In the heart, oxidative stress caused by exogenous H2O2 has been shown to induce early afterdepolarizations (EADs) and triggered activity by impairing Na current (I-Na) inactivation. Because H2O2 activates Ca2+/calmodulin kinase (CaMK)II, which also impairs I-Na inactivation and promotes EADs, we hypothesized that CaMKII activation may be an important factor in EADs caused by oxidative stress. Using the patch-clamp and intracellular Ca (Ca-i) imaging in Fluo-4 AM-loaded rabbit ventricular myocytes, we found that exposure to H2O2 (0.2 to 1 mmol/L) for 5 to 15 minutes consistently induced EADs that were suppressed by the I-Na blocker tetrodotoxin (10 mu mol/L), as well as the I-Ca,I-L blocker nifedipine. H2O2 enhanced both peak and late I-Ca,I-L, consistent with CaMKII-mediated facilitation.
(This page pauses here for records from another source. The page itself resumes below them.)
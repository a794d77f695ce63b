//! What each scheduled request does
//!
//! Either a fixed raw HTTP request, or a randomly picked transfer between a
//! pool of source actors and a pool of destination actors.

use std::sync::Arc;
use std::time::Instant;

use rand::Rng;
use reqwest::Method;
use tracing::trace;

use crate::actor::Actor;
use crate::config::AmountPolicy;
use crate::ledger::LedgerError;
use crate::metrics::Sample;
use crate::money::Amount;
use crate::transfer::{TransferAmount, TransferOperation};

/// A fixed HTTP request
#[derive(Debug, Clone)]
pub struct Target {
    pub method: Method,
    pub url: String,
    pub body: Option<serde_json::Value>,
}

impl Target {
    pub fn get(url: impl Into<String>) -> Self {
        Self {
            method: Method::GET,
            url: url.into(),
            body: None,
        }
    }

    pub fn post(url: impl Into<String>, body: serde_json::Value) -> Self {
        Self {
            method: Method::POST,
            url: url.into(),
            body: Some(body),
        }
    }

    async fn execute(&self, client: &reqwest::Client) -> Sample {
        let issued_at = Instant::now();

        let mut request = client.request(self.method.clone(), &self.url);
        if let Some(body) = &self.body {
            request = request.json(body);
        }

        let response = match request.send().await {
            Ok(response) => response,
            Err(e) => {
                return Sample::failure(
                    issued_at,
                    issued_at.elapsed(),
                    e.status().map(|s| s.as_u16()),
                    LedgerError::from(e).kind(),
                );
            }
        };

        let status = response.status();
        let body = response.bytes().await;
        let latency = issued_at.elapsed();

        match body {
            Ok(_) if status.is_success() => Sample::success(issued_at, latency, status.as_u16()),
            Ok(_) => Sample::failure(
                issued_at,
                latency,
                Some(status.as_u16()),
                LedgerError::Status {
                    code: status.as_u16(),
                }
                .kind(),
            ),
            Err(e) => Sample::failure(
                issued_at,
                latency,
                Some(status.as_u16()),
                LedgerError::from(e).kind(),
            ),
        }
    }
}

/// Random transfers from `sources` to `destinations`
#[derive(Debug, Clone)]
pub struct TransferPlan {
    pub sources: Vec<Arc<Actor>>,
    pub destinations: Vec<Arc<Actor>>,
    pub amount: AmountPolicy,
}

impl TransferPlan {
    pub fn new(
        sources: Vec<Arc<Actor>>,
        destinations: Vec<Arc<Actor>>,
        amount: AmountPolicy,
    ) -> Self {
        Self {
            sources,
            destinations,
            amount,
        }
    }

    /// Every actor of both pools
    pub fn actors(&self) -> Vec<Arc<Actor>> {
        self.sources
            .iter()
            .chain(self.destinations.iter())
            .cloned()
            .collect()
    }

    pub fn pick_amount(&self, rng: &mut impl Rng) -> TransferAmount {
        match &self.amount {
            AmountPolicy::Fixed { amount } => TransferAmount::Fixed(*amount),
            AmountPolicy::Uniform { min, max } => {
                let cents = if min < max {
                    rng.random_range(min.cents()..max.cents())
                } else {
                    min.cents()
                };
                TransferAmount::Fixed(Amount::from_cents(cents))
            }
            AmountPolicy::PercentOfBalance { fraction } => {
                TransferAmount::PercentOfBalance(*fraction)
            }
        }
    }

    /// Build the next random operation
    ///
    /// Returns `None` when a pool is empty.
    pub fn next_operation(&self, rng: &mut impl Rng) -> Option<TransferOperation> {
        if self.sources.is_empty() || self.destinations.is_empty() {
            return None;
        }

        let source = &self.sources[rng.random_range(0..self.sources.len())];
        let destination = &self.destinations[rng.random_range(0..self.destinations.len())];
        let amount = self.pick_amount(rng);

        Some(TransferOperation::with_amount(
            source.clone(),
            destination.clone(),
            amount,
        ))
    }
}

/// How the generator builds each request
#[derive(Debug, Clone)]
pub enum RequestStrategy {
    Fixed(Target),
    Transfers(TransferPlan),
}

impl RequestStrategy {
    /// Actors whose accounts must exist before the run starts
    pub fn actors(&self) -> Vec<Arc<Actor>> {
        match self {
            RequestStrategy::Fixed(_) => Vec::new(),
            RequestStrategy::Transfers(plan) => plan.actors(),
        }
    }

    /// Perform one request and describe its outcome
    ///
    /// Transfer latency covers the whole operation, validation reads included.
    pub async fn execute<R: Rng + Send>(&self, client: &reqwest::Client, rng: &mut R) -> Sample {
        match self {
            RequestStrategy::Fixed(target) => target.execute(client).await,
            RequestStrategy::Transfers(plan) => {
                let issued_at = Instant::now();
                let Some(mut operation) = plan.next_operation(rng) else {
                    return Sample::failure(issued_at, issued_at.elapsed(), None, "empty actor pool");
                };

                let result = operation.execute().await;
                let latency = issued_at.elapsed();

                match result {
                    Ok(record) => {
                        trace!(
                            "moved {} from {} to {}",
                            record.amount, record.source, record.destination
                        );
                        Sample::success(issued_at, latency, 200)
                    }
                    Err(e) => {
                        trace!("{e}");
                        Sample::failure(issued_at, latency, e.status_code(), e.kind())
                    }
                }
            }
        }
    }
}
//! Test helpers: an in-memory ledger service served over HTTP by wiremock

#![allow(dead_code)]

use std::collections::BTreeMap;
use std::sync::Arc;
use std::time::Duration;

use ledger_harness::{
    Actor, Amount, HttpLedger, LedgerApi,
    config::RetryPolicy,
};
use parking_lot::Mutex;
use serde_json::{Value, json};
use wiremock::matchers::{method, path, path_regex};
use wiremock::{Mock, MockServer, Request, Respond, ResponseTemplate};

#[derive(Default)]
struct LedgerState {
    next_id: u64,
    accounts: BTreeMap<String, Amount>,
    creates: usize,
    reads: usize,
    transfers: usize,
    rejected_transfers: usize,
}

/// Stateful fake of the ledger service
///
/// Supports `POST /accounts`, `GET /accounts/{id}`, `GET /accounts` and
/// `POST /accounts/transfer` with the real service's JSON shapes. Transfers
/// are applied atomically; an overdraft is answered with `400`.
#[derive(Clone, Default)]
pub struct FakeLedger {
    state: Arc<Mutex<LedgerState>>,
    delay: Duration,
}

#[derive(Clone, Copy)]
enum Route {
    Create,
    Get,
    List,
    Transfer,
}

struct Endpoint {
    ledger: FakeLedger,
    route: Route,
}

impl Respond for Endpoint {
    fn respond(&self, request: &Request) -> ResponseTemplate {
        let response = match self.route {
            Route::Create => self.ledger.create(request),
            Route::Get => self.ledger.get(request),
            Route::List => self.ledger.list(),
            Route::Transfer => self.ledger.transfer(request),
        };
        response.set_delay(self.ledger.delay)
    }
}

fn amount_field(body: &Value, field: &str) -> Option<Amount> {
    body.get(field)?.as_f64().and_then(Amount::from_f64)
}

impl FakeLedger {
    /// Start a server backed by a fresh fake ledger
    pub async fn start() -> (MockServer, FakeLedger) {
        Self::start_with_delay(Duration::ZERO).await
    }

    /// Every response is held back for `delay`
    pub async fn start_with_delay(delay: Duration) -> (MockServer, FakeLedger) {
        let server = MockServer::start().await;
        let ledger = FakeLedger {
            delay,
            ..Default::default()
        };
        ledger.mount(&server).await;
        (server, ledger)
    }

    async fn mount(&self, server: &MockServer) {
        let routes = [
            (Route::Create, "POST", "/accounts"),
            (Route::Transfer, "POST", "/accounts/transfer"),
            (Route::List, "GET", "/accounts"),
        ];

        for (route, verb, exact) in routes {
            Mock::given(method(verb))
                .and(path(exact))
                .respond_with(Endpoint {
                    ledger: self.clone(),
                    route,
                })
                .mount(server)
                .await;
        }

        Mock::given(method("GET"))
            .and(path_regex(r"^/accounts/[^/]+$"))
            .respond_with(Endpoint {
                ledger: self.clone(),
                route: Route::Get,
            })
            .mount(server)
            .await;
    }

    fn create(&self, request: &Request) -> ResponseTemplate {
        let Ok(body) = serde_json::from_slice::<Value>(&request.body) else {
            return ResponseTemplate::new(400);
        };
        let Some(balance) = amount_field(&body, "initialBalance") else {
            return ResponseTemplate::new(400);
        };

        let mut state = self.state.lock();
        state.creates += 1;
        state.next_id += 1;
        let id = format!("acc-{}", state.next_id);
        state.accounts.insert(id.clone(), balance);

        ResponseTemplate::new(200).set_body_json(json!({"id": id, "balance": balance.as_f64()}))
    }

    fn get(&self, request: &Request) -> ResponseTemplate {
        let id = request.url.path().trim_start_matches("/accounts/");
        let mut state = self.state.lock();
        state.reads += 1;
        match state.accounts.get(id) {
            Some(balance) => ResponseTemplate::new(200)
                .set_body_json(json!({"id": id, "balance": balance.as_f64()})),
            None => ResponseTemplate::new(404),
        }
    }

    fn list(&self) -> ResponseTemplate {
        let accounts: Vec<Value> = self
            .state
            .lock()
            .accounts
            .iter()
            .map(|(id, balance)| json!({"id": id, "balance": balance.as_f64()}))
            .collect();
        ResponseTemplate::new(200).set_body_json(accounts)
    }

    fn transfer(&self, request: &Request) -> ResponseTemplate {
        let Ok(body) = serde_json::from_slice::<Value>(&request.body) else {
            return ResponseTemplate::new(400);
        };
        let (Some(from), Some(to), Some(amount)) = (
            body.get("fromAccountId").and_then(Value::as_str),
            body.get("toAccountId").and_then(Value::as_str),
            amount_field(&body, "amount"),
        ) else {
            return ResponseTemplate::new(400);
        };

        let mut state = self.state.lock();
        let (Some(&available), true) = (state.accounts.get(from), state.accounts.contains_key(to))
        else {
            return ResponseTemplate::new(404);
        };

        if from == to || !amount.is_positive() || available < amount {
            state.rejected_transfers += 1;
            return ResponseTemplate::new(400);
        }

        state.transfers += 1;
        *state.accounts.entry(from.to_string()).or_default() -= amount;
        *state.accounts.entry(to.to_string()).or_default() += amount;

        ResponseTemplate::new(200)
    }

    /// Account creations served
    pub fn creates(&self) -> usize {
        self.state.lock().creates
    }

    /// `GET /accounts/{id}` requests served
    pub fn reads(&self) -> usize {
        self.state.lock().reads
    }

    /// Transfers applied
    pub fn transfers(&self) -> usize {
        self.state.lock().transfers
    }

    pub fn rejected_transfers(&self) -> usize {
        self.state.lock().rejected_transfers
    }

    pub fn balance(&self, id: &str) -> Option<Amount> {
        self.state.lock().accounts.get(id).copied()
    }

    /// Sum of all balances held by the service
    pub fn total(&self) -> Amount {
        self.state.lock().accounts.values().sum()
    }
}

/// Ledger client for `server` without read retries
pub fn http_ledger(server: &MockServer) -> Arc<dyn LedgerApi> {
    let retry = RetryPolicy {
        read_retries: 0,
        backoff_ms: 1,
    };
    Arc::new(HttpLedger::new(&server.uri(), Duration::from_secs(2), retry).unwrap())
}

pub fn actor(name: &str, cents: i64, ledger: &Arc<dyn LedgerApi>) -> Arc<Actor> {
    Arc::new(Actor::new(name, Amount::from_cents(cents), ledger.clone()))
}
By prolonging the action potential plateau and increasing Ca influx via I-Ca,I-L, H2O2-induced EADs were also frequently followed by DADs in response to spontaneous (ie, non-I-Ca,I-L-gated) sarcoplasmic reticulum Ca release after repolarization. The CaMKII inhibitor KN-93 (1 mu mol/L; n = 4), but not its inactive analog KN-92 (1 mu mol/L, n = 5), prevented H2O2-induced EADs and DADs, and the selective CaMKII peptide inhibitor AIP (autocamtide-2-related inhibitory peptide) (2 mu mol/L) significantly delayed their onset. In conclusion, H2O2-induced afterdepolarizations depend on both impaired I-Na inactivation to reduce repolarization reserve and enhancement of I-Ca,I-L to reverse repolarization, which are both facilitated by CaMKII activation. Our observations support a link between increased oxidative stress, CaMKII activation, and afterdepolarizations as triggers of lethal ventricular arrhythmias in diseased hearts. ( Circ Res. 2009; 104: 79-86.)